Is there a reader mode that works on almost all sites?


I've had good luck with Safari or Firefox's reader mode on most content that's long-form. Obviously web-apps don't apply.


That's the result of `-webkit-font-smoothing: none`


Same problem with font being unreadable unless zooming in on Chrome on Mac


Either switch off `-webkit-font-smoothing` in the CSS of the site or use Firefox (Safari also uses `-webkit-font-smoothing: none`).


would be interested to see a screenshot, a bit hard to imagine what the problem is from a text description


Non-antialiased, scaled text: https://i.postimg.cc/28ZWKHFK/Bildschirmfoto-2024-06-03-um-1... With normal anti-aliasing (`-webkit-font-smoothing: none;` disabled, or set to `-webkit-font-smoothing: auto;`): https://i.postimg.cc/g0NLZ1mn/Bildschirmfoto-2024-06-03-um-1...

Lynn wanted the font to look like an "old", pixelated one, I guess.

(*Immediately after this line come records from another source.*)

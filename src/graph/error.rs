use thiserror::Error;

#[derive(Debug, Error)]
pub enum GraphError {
	#[error("failed to parse graph config: {0}")]
	Parse(#[from] serde_json::Error),
	#[error("invalid graph config: `{field}` {reason}")]
	InvalidConfig {
		field: &'static str,
		reason: &'static str,
	},
	#[error("canvas unavailable: {0}")]
	Canvas(String),
}

pub type Result<T, E = GraphError> = std::result::Result<T, E>;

And instead of using a font that would work anywhere, they have chosen to set `-webkit-font-smoothing: none;`, which works on Chrome and Safari in a certain font size only and not even on every OS. I guess it should look like this (scaled to 110% in my browser): https://i.postimg.cc/rsmpLprJ/Bildschirmfoto-2024-06-03-um-1...


Ah interesting I see, I guess the webkit vendor prefix explains why I'm not seeing this on Firefox


> I guess the webkit vendor prefix explains why I'm not seeing this on Firefox

Yes, Firefox has `-moz-osx-font-smoothing`. Which's name at least makes it clear that it -- like `-webkit-font-smoothing` -- only works on OSX (AFAIK).

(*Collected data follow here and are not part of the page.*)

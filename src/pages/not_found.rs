use leptos::prelude::*;

/// 404 Not Found Page
#[component]
pub fn NotFound() -> impl IntoView {
	view! { <h1>"Uh oh!" <br /> "We couldn't find that page!"</h1> }
}
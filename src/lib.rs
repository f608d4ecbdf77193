//! Knowledge-graph view for a note-taking app.
//!
//! [`graph`] holds the engine: link extraction, spiral layout, force
//! simulation, camera, hit testing and surface-agnostic rendering. It builds
//! on any target. On `wasm32` the crate also ships a Leptos client-side app
//! with the `KnowledgeGraph` canvas component.

pub mod graph;

#[cfg(target_arch = "wasm32")]
mod app;
#[cfg(target_arch = "wasm32")]
mod components;
#[cfg(target_arch = "wasm32")]
mod pages;

#[cfg(target_arch = "wasm32")]
pub use app::{App, init_logging};
#[cfg(target_arch = "wasm32")]
pub use components::knowledge_graph::KnowledgeGraph;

I'm curious: Did they add a latin font to the game then?

Or did the game font somehow already support latin characters?

Or is the font provided by the platform (PC-98) in this case?

The game looks gorgeous.

Edit: I figured it out myself, the font is provided by the platform but is commonly patched:

https://gang-fight.com/projects/98faq/#changeFont

I wonder what font the author used in their screenshots, definitely not the default one from that emulator and doesn't really look like the one from that link either.


Hi! The "real" PC-98 font (FONT.ROM) is different from the font bitmap that often ships with emulators. Kumdor comes with its own font data, though. My patch changes its single-quote character to look more like an actual apostrophe.

The PC-98 actually comes with a "kanji ROM" chip, that you poll 16x16 characters from one at a time. FONT.ROM is the data used to emulate this chip. Loading an entire font into RAM was not practical on old Japanese PCs. The earliest models, like the MSX, had 64kB of RAM, which was no match for the 3000×16×16 bits = 96kB of font data! (On the PC-98, it's something like 282kB of font data that would eat up half the available 640kB of RAM.)

I've seen games that have their own font data for drawing stylish hiragana/katakana/Latin characters but fall back to the "kanji ROM" for kanji. Kumdor's custom font only covers Latin characters. The typing tests in the game progress from QWERTY nonsense (sdfjkl jklsdf) to little texts in English and rōmaji. My translation patch leaves them perfectly untouched :)


Oh that's amazing that this is the original font from the game, it looks so good.

And great work on translating the game and writing about it!